Currently, the frequent occurrence and complex treatment of fungal infections pose a serious threat to public health security [1], [2], [3]. Polyenes, azoles, flucytosine, and echinocandins are the primary antibiotics used to treat fungal infections, yet their use is associated with increasing antimicrobial resistance and an increase in adverse effects [4], [5], [6]. Innovative approaches to treat fungal infections are desperately needed in light of these issues with antibiotic resistance. [7], [8], [9], [10].

Copper ions served as cofactors for a variety of enzymes in the human body, playing a significant role in key physiological processes such as iron metabolism, energy production, and connective tissue cross-linking [11], [12], [13]. Recent research suggested that copper ion-mediated fungal cell death resembled cuproptosis, and this mechanism was considered a promising new strategy against fungal infections [14]. An excess of intracellular copper ions led to the impairment of the tricarboxylic acid (TCA) cycle, which causes the accumulation of lipoylated proteins and loss of iron-sulfur cluster proteins, thereby triggering a proteotoxic stress response and eventually leading to cell death [15]. Therefore, utilizing the mechanism of copper poisoning as a means to treat microbial infections was becoming an emerging and important therapeutic strategy. Unlike bacteria, fungal cells contained mitochondria where the TCA cycle took place, making fungi similarly susceptible to the effects of cuproptosis [16].

Nitric oxide (NO) gas therapy displayed great potential in combating fungal infections. [17] NO induced lipid peroxidation to damage fungal membranes and activated oxidative stress responses within fungi, achieving efficient antifungal effects. However, the stability of NO donors in the body and the precise control of release technologies remained challenging areas of research [18]. Researchers were exploring the use of external stimulation methods such as near-infrared laser to accurately control the release of NO, for example, N,N′-Di-sec-butyl-N,N′-dinitroso-1,4-phenylenediamine (BNN6) could release NO under photothermal effects, and in combination with nanotechnology, to enhance overall antimicrobial efficacy [19].

With the continuous advancement of nanotechnology, nanomotors were anticipated to become a key tool for future antifungal therapy [20], [21]. Nanomotors demonstrated significant advantages in antifungal treatment by utilizing chemical fuels and thermophoresis to achieve autonomous movement, thereby enhancing the penetration of biomembranes and enabling localized delivery of antifungal agents for effective fungal combat [22]. Thermophoresis was one of the key mechanisms driving the movement of nanomotors. Thus, selection of nanocomplexes with good photothermal conversion effects was crucial [23], [24]. Polydopamine (PDA) was an organic material with excellent photothermal conversion performance and biodegradability. Polydopamine possesses an extensive conjugated π-electron system, enabling it to effectively absorb light energy and convert it into heat, thus exhibiting excellent photothermal conversion capabilities.
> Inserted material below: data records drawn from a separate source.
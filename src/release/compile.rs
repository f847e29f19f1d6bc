//! Binary builds for source packages
//!
//! Each configured target gets the source feed and archive and must produce a
//! binary feed plus the archive it references. Targets run one at a time. A
//! target whose `binary-<target>.xml` already exists is skipped, so a resumed
//! release only builds what is missing.

use crate::core::config::ReleaseConfig;
use crate::core::error::{ConfigError, ReleaseError, ShipResult};
use crate::core::process;
use crate::feed::Feed;
use crate::release::upload::Artifact;
use std::fs;
use std::path::{Path, PathBuf};
use tracing::info;

pub struct BinaryCompiler<'a> {
  config: &'a ReleaseConfig,
  work_dir: &'a Path,
  src_feed: PathBuf,
  archive_file: String,
  version: String,
  targets: Vec<String>,
}

impl<'a> BinaryCompiler<'a> {
  /// `src_feed` is the published source feed (with its archive attached)
  pub fn new(config: &'a ReleaseConfig, work_dir: &'a Path, src_feed: PathBuf) -> ShipResult<Self> {
    let feed = Feed::load(&src_feed)?;
    let src_impl = feed.singleton_implementation()?;

    let archive_file = src_impl
      .archive()
      .map(|a| a.basename())
      .ok_or_else(|| ReleaseError::InvalidFeed {
        path: src_feed.clone(),
        message: "source implementation has no <archive>".to_string(),
      })?;

    let targets = if src_impl.is_source() {
      config.builders.targets.clone()
    } else {
      Vec::new()
    };
    if targets.is_empty() {
      info!("No build targets; no binaries will be built");
    } else {
      info!("{} build target(s) configured: {:?}", targets.len(), targets);
    }

    Ok(Self {
      config,
      work_dir,
      src_feed,
      archive_file,
      version: src_impl.version.clone(),
      targets,
    })
  }

  #[cfg(test)]
  pub fn targets(&self) -> &[String] {
    &self.targets
  }

  /// Output feed for a target
  pub fn binary_feed(&self, target: &str) -> PathBuf {
    self.work_dir.join(format!("binary-{}.xml", target))
  }

  /// Output feeds of every target, in target order
  pub fn binary_feeds(&self) -> Vec<PathBuf> {
    self.targets.iter().map(|t| self.binary_feed(t)).collect()
  }

  /// Build every target whose feed does not exist yet
  pub fn build_binaries(&self) -> ShipResult<()> {
    if self.targets.is_empty() {
      return Ok(());
    }
    println!("🔨 Source package, so generating binaries...");

    for target in &self.targets {
      let binary_feed = self.binary_feed(target);
      if binary_feed.exists() {
        println!("Feed {} already exists; not rebuilding", binary_feed.display());
        continue;
      }
      self.build_target(target, &binary_feed)?;
    }
    Ok(())
  }

  fn build_target(&self, target: &str, binary_feed: &Path) -> ShipResult<()> {
    let builder = self.config.builders.get(target).ok_or_else(|| {
      ConfigError::MissingField {
        field: format!("builders.target.{}.build", target),
      }
    })?;
    println!("\n🔨 Building binary with builder '{}' ...\n", target);

    let new_feed = binary_feed.with_extension("xml.new");
    let src_feed_name = file_name(&self.src_feed);
    let new_feed_name = file_name(&new_feed);
    let public_url = self.config.archive_dir_url(&self.version);
    let env = [("RELEASE_VERSION", self.version.as_str())];

    if let Some(start) = &builder.start {
      process::show_and_run::<&str>(start, &[], self.work_dir, &env)?;
    }
    let built = process::show_and_run(
      &builder.build,
      &[
        src_feed_name.as_str(),
        self.archive_file.as_str(),
        public_url.as_str(),
        new_feed_name.as_str(),
      ],
      self.work_dir,
      &env,
    );
    let stopped = match &builder.stop {
      Some(stop) => process::show_and_run::<&str>(stop, &[], self.work_dir, &env),
      None => Ok(()),
    };
    built?;
    stopped?;

    self.check_output(&new_feed)?;
    fs::rename(&new_feed, binary_feed)?;
    println!("✅ Built {}", binary_feed.display());
    Ok(())
  }

  /// The new feed must reference an archive that exists with exactly the declared size
  fn check_output(&self, new_feed: &Path) -> ShipResult<()> {
    let feed = Feed::load(new_feed)?;
    let archive = self.binary_archive(&feed, new_feed)?;

    let actual = match fs::metadata(&archive.path) {
      Ok(meta) => meta.len(),
      Err(_) => {
        return Err(
          ReleaseError::BinaryArtifact {
            path: archive.path,
            reason: "not found".to_string(),
          }
          .into(),
        );
      }
    };
    if actual != archive.size {
      return Err(
        ReleaseError::BinaryArtifact {
          path: archive.path,
          reason: format!("has wrong size ({} bytes, feed says {})", actual, archive.size),
        }
        .into(),
      );
    }
    Ok(())
  }

  /// Archive referenced by a binary feed, with its declared size
  fn binary_archive(&self, feed: &Feed, feed_path: &Path) -> ShipResult<Artifact> {
    let invalid = |message: &str| ReleaseError::InvalidFeed {
      path: feed_path.to_path_buf(),
      message: message.to_string(),
    };
    let source = feed
      .singleton_implementation()?
      .archive()
      .ok_or_else(|| invalid("binary implementation has no <archive>"))?;
    let size = source.size.ok_or_else(|| invalid("binary archive has no size"))?;
    Ok(Artifact {
      path: self.work_dir.join(source.basename()),
      size,
    })
  }

  /// Archives produced by all targets, in target order
  pub fn binary_artifacts(&self) -> ShipResult<Vec<Artifact>> {
    self
      .binary_feeds()
      .iter()
      .map(|path| {
        let feed = Feed::load(path)?;
        self.binary_archive(&feed, path)
      })
      .collect()
  }
}

fn file_name(path: &Path) -> String {
  path
    .file_name()
    .map(|n| n.to_string_lossy().into_owned())
    .unwrap_or_default()
}

#[cfg(test)]
mod tests {
  use super::*;
  use crate::core::config::BuilderConfig;
  use crate::core::error::ShipError;
  use tempfile::TempDir;

  const SRC_FEED: &str = r#"<?xml version="1.0" ?>
<interface xmlns="http://zero-install.sourceforge.net/2004/injector/interface">
  <name>Hello</name>
  <implementation id="sha1=abc" version="1.0" arch="*-src">
    <archive href="http://example.com/releases/1.0/hello-1.0.tar.bz2" size="100" extract="hello-1.0"/>
  </implementation>
</interface>
"#;

  const BINARY_FEED: &str = r#"<?xml version="1.0" ?>
<interface xmlns="http://zero-install.sourceforge.net/2004/injector/interface">
  <name>Hello</name>
  <implementation id="sha1=def" version="1.0" arch="Linux-x86_64">
    <archive href="http://example.com/releases/1.0/hello-linux-1.0.tar.bz2" size="6"/>
  </implementation>
</interface>
"#;

  fn setup(build: &str) -> (TempDir, ReleaseConfig) {
    let dir = TempDir::new().unwrap();
    fs::write(dir.path().join("hello-1.0.xml"), SRC_FEED).unwrap();
    fs::write(dir.path().join("binary-template.xml"), BINARY_FEED).unwrap();

    let mut config = ReleaseConfig::parse(
      r#"
local_feed = "hello/hello.xml"
master_feed_file = "Hello.xml"
archive_dir_public_url = "http://example.com/releases/$RELEASE_VERSION"
"#,
    )
    .unwrap();
    config.builders.targets = vec!["linux".to_string()];
    config.builders.target.insert(
      "linux".to_string(),
      BuilderConfig {
        build: build.to_string(),
        start: Some("touch started".to_string()),
        stop: Some("touch stopped".to_string()),
      },
    );
    (dir, config)
  }

  #[test]
  fn test_build_produces_binary_feed() {
    let (dir, config) = setup(
      "echo \"$1 $2 $3\" > args && cp binary-template.xml \"$4\" && printf binary > hello-linux-1.0.tar.bz2",
    );
    let compiler = BinaryCompiler::new(&config, dir.path(), dir.path().join("hello-1.0.xml")).unwrap();
    compiler.build_binaries().unwrap();

    assert!(dir.path().join("binary-linux.xml").exists());
    assert!(!dir.path().join("binary-linux.xml.new").exists());
    assert!(dir.path().join("started").exists());
    assert!(dir.path().join("stopped").exists());
    assert_eq!(
      fs::read_to_string(dir.path().join("args")).unwrap(),
      "hello-1.0.xml hello-1.0.tar.bz2 http://example.com/releases/1.0\n"
    );

    let artifacts = compiler.binary_artifacts().unwrap();
    assert_eq!(artifacts.len(), 1);
    assert_eq!(artifacts[0].size, 6);
    assert!(artifacts[0].path.ends_with("hello-linux-1.0.tar.bz2"));

    // Already built: the build command must not run again
    fs::remove_file(dir.path().join("args")).unwrap();
    compiler.build_binaries().unwrap();
    assert!(!dir.path().join("args").exists());
  }

  #[test]
  fn test_wrong_size_is_rejected() {
    let (dir, config) = setup("cp binary-template.xml \"$4\" && printf bin > hello-linux-1.0.tar.bz2");
    let compiler = BinaryCompiler::new(&config, dir.path(), dir.path().join("hello-1.0.xml")).unwrap();

    let err = compiler.build_binaries().unwrap_err();
    assert!(matches!(err, ShipError::Release(ReleaseError::BinaryArtifact { .. })));
    assert!(err.to_string().contains("wrong size"));
    assert!(!dir.path().join("binary-linux.xml").exists());
  }

  #[test]
  fn test_stop_runs_after_failed_build() {
    let (dir, config) = setup("exit 1");
    let compiler = BinaryCompiler::new(&config, dir.path(), dir.path().join("hello-1.0.xml")).unwrap();

    assert!(matches!(
      compiler.build_binaries().unwrap_err(),
      ShipError::CommandFailed { .. }
    ));
    assert!(dir.path().join("stopped").exists());
  }

  #[test]
  fn test_binary_package_has_no_targets() {
    let (dir, config) = setup("exit 1");
    fs::write(
      dir.path().join("hello-1.0.xml"),
      SRC_FEED.replace("arch=\"*-src\"", "arch=\"*-*\""),
    )
    .unwrap();
    let compiler = BinaryCompiler::new(&config, dir.path(), dir.path().join("hello-1.0.xml")).unwrap();
    assert!(compiler.targets().is_empty());
    compiler.build_binaries().unwrap();
  }
}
This material shows broad application potential in photothermal therapy (PTT) [25], [26]. PDA nanoparticles possessed satisfactory photothermal effects and drug loading capacity [27]. In contrast, gold could efficiently absorb near-infrared light and achieve photothermal conversion through surface plasmon resonance, with a photothermal conversion efficiency higher than that of PDA, making it an effective photothermal therapeutic agent [28], [29], [30]. When gold was combined with PDA, it enabled efficient photothermal conversion of the nanocomplex, thereby enhancing the performance of nanomotors. Therefore, by asymmetrically modifying gold on the surface of PDA, researchers can create a nanomotor with thermophoretic propulsion.
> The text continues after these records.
#[cfg(test)]
pub(crate) mod tests {
  use super::*;

  pub(crate) const LOCAL_FEED: &str = r#"<?xml version="1.0" ?>
<interface xmlns="http://zero-install.sourceforge.net/2004/injector/interface"
           xmlns:release="http://zero-install.sourceforge.net/2007/namespaces/0release">
  <name>Hello World</name>
  <summary>says hello</summary>
  <feed-for interface="http://example.org/hello.xml"/>
  <release:management>
    <release:action phase="commit-release">echo $RELEASE_VERSION &gt; VERSION</release:action>
    <release:action phase="generate-archive"><![CDATA[touch generated && true]]></release:action>
  </release:management>
  <group main="hello.py" arch="*-src" stability="testing">
    <command name="test" path="tests/run.sh"/>
    <implementation id="." version="1.0-pre"/>
  </group>
</interface>
"#;

  fn parse(xml: &str) -> ShipResult<Feed> {
    Feed::parse(xml, Path::new("hello.xml"))
  }

  #[test]
  fn test_parse_local_feed() {
    let feed = parse(LOCAL_FEED).unwrap();
    assert_eq!(feed.name, "Hello World");
    assert_eq!(feed.feed_for, vec!["http://example.org/hello.xml"]);

    let impl_ = feed.singleton_implementation().unwrap();
    assert_eq!(impl_.version, "1.0-pre");
    assert_eq!(impl_.id, ".");
    assert_eq!(impl_.main.as_deref(), Some("hello.py"));
    assert_eq!(impl_.self_test.as_deref(), Some("tests/run.sh"));
    assert_eq!(impl_.stability.as_deref(), Some("testing"));
    assert!(impl_.is_source());

    assert_eq!(
      feed.release.actions_for(Phase::CommitRelease),
      vec!["echo $RELEASE_VERSION > VERSION"]
    );
    assert_eq!(
      feed.release.actions_for(Phase::GenerateArchive),
      vec!["touch generated && true"]
    );
    assert!(!feed.release.add_toplevel_directory);
    assert_eq!(feed.archive_name("1.0"), "hello-world-1.0");
  }

  #[test]
  fn test_invalid_phase_is_rejected() {
    let xml = LOCAL_FEED.replace("phase=\"commit-release\"", "phase=\"deploy\"");
    let err = parse(&xml).unwrap_err();
    assert!(err.to_string().contains("Invalid action phase 'deploy'"));
    assert!(err.to_string().contains("generate-archive"));
  }

  #[test]
  fn test_multiple_management_blocks_are_rejected() {
    let xml = LOCAL_FEED.replace(
      "<group ",
      "<release:management><release:add-toplevel-directory/></release:management>\n  <group ",
    );
    let err = parse(&xml).unwrap_err();
    assert!(err.to_string().contains("Multiple <release:management>"));
  }

  #[test]
  fn test_master_feed_versions() {
    let feed = parse(
      r#"<interface xmlns="http://zero-install.sourceforge.net/2004/injector/interface">
  <name>Hello</name>
  <group main="hello.py">
    <implementation id="sha1=a" version="0.9" stability="stable">
      <archive href="https://example.org/0.9/hello-0.9.tar.bz2" size="100" extract="hello-0.9"/>
    </implementation>
    <implementation id="sha1=b" version="0.10" stability="testing">
      <archive href="https://example.org/0.10/hello-0.10.tar.bz2?dl=1" size="120"/>
    </implementation>
    <implementation id="sha1=c" version="2.0-pre" stability="developer"/>
  </group>
</interface>"#,
    )
    .unwrap();

    assert!(feed.singleton_implementation().is_err());
    assert!(feed.has_version("0.10"));
    assert!(!feed.has_version("0.1"));
    assert_eq!(feed.previous_version("1.0").as_deref(), Some("0.10"));
    assert_eq!(feed.previous_version("0.9"), None);

    let old = feed.implementation_for("0.10").unwrap();
    assert_eq!(old.archive().unwrap().basename(), "hello-0.10.tar.bz2");
    assert_eq!(old.archive().unwrap().size, Some(120));
    assert_eq!(feed.implementation_for("0.9").unwrap().archive().unwrap().extract.as_deref(), Some("hello-0.9"));
  }

  #[test]
  fn test_singleton_error_names_count() {
    let xml = r#"<interface><name>Empty</name></interface>"#;
    let err = parse(xml).unwrap().singleton_implementation().map(|_| ()).unwrap_err();
    assert_eq!(err.to_string(), "Feed 'hello.xml' contains 0 versions! I need exactly one!");
  }
}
In this study, we developed a nanomotor named CPBHA. It is composed of polydopamine chelated with copper ions, loaded with BNN6, and coated with hyaluronic acid, followed by asymmetric gold modification. Under near-infrared light irradiation, the nanomotor moved in a directional manner due to thermophoresis. As the temperature increased, BNN6 activates and releases NO, which aided in the regulation of the nanomotor’s velocity. Precise control of the near-infrared light irradiation time and power allowed for the accurate regulation of the nanomotor’s movement (Fig. 1). Upon reaching the infection site, CPBHA effectively absorbed light energy at 808 nm under near-infrared light and converted it into heat energy, allowing for deep penetration into the infected area. Under the action of hyaluronidase secreted by Candida albicans (C. albicans) and photothermal therapy, CPBHA began to release copper ions and NO. NO and photothermal treatment together may change the microbial membrane's permeability, facilitating the absorption of Cu2+. After Cu2+ entered the fungal interior, it consumed the intracellular glutathione (GSH), leading to lipid peroxidation and affecting the TCA cycle, resulting in the cuproptosis of C. albicans. Excess NO could damage its DNA, effectively killing C. albicans rapidly. The combination of multiple lethal modes of action achieved an antifungal effect. This study, using C. albicans as a model, demonstrated how this nanocomplex could achieve a synergistic antifungal effect through gas sterilization, photothermal therapy and cuproptosis.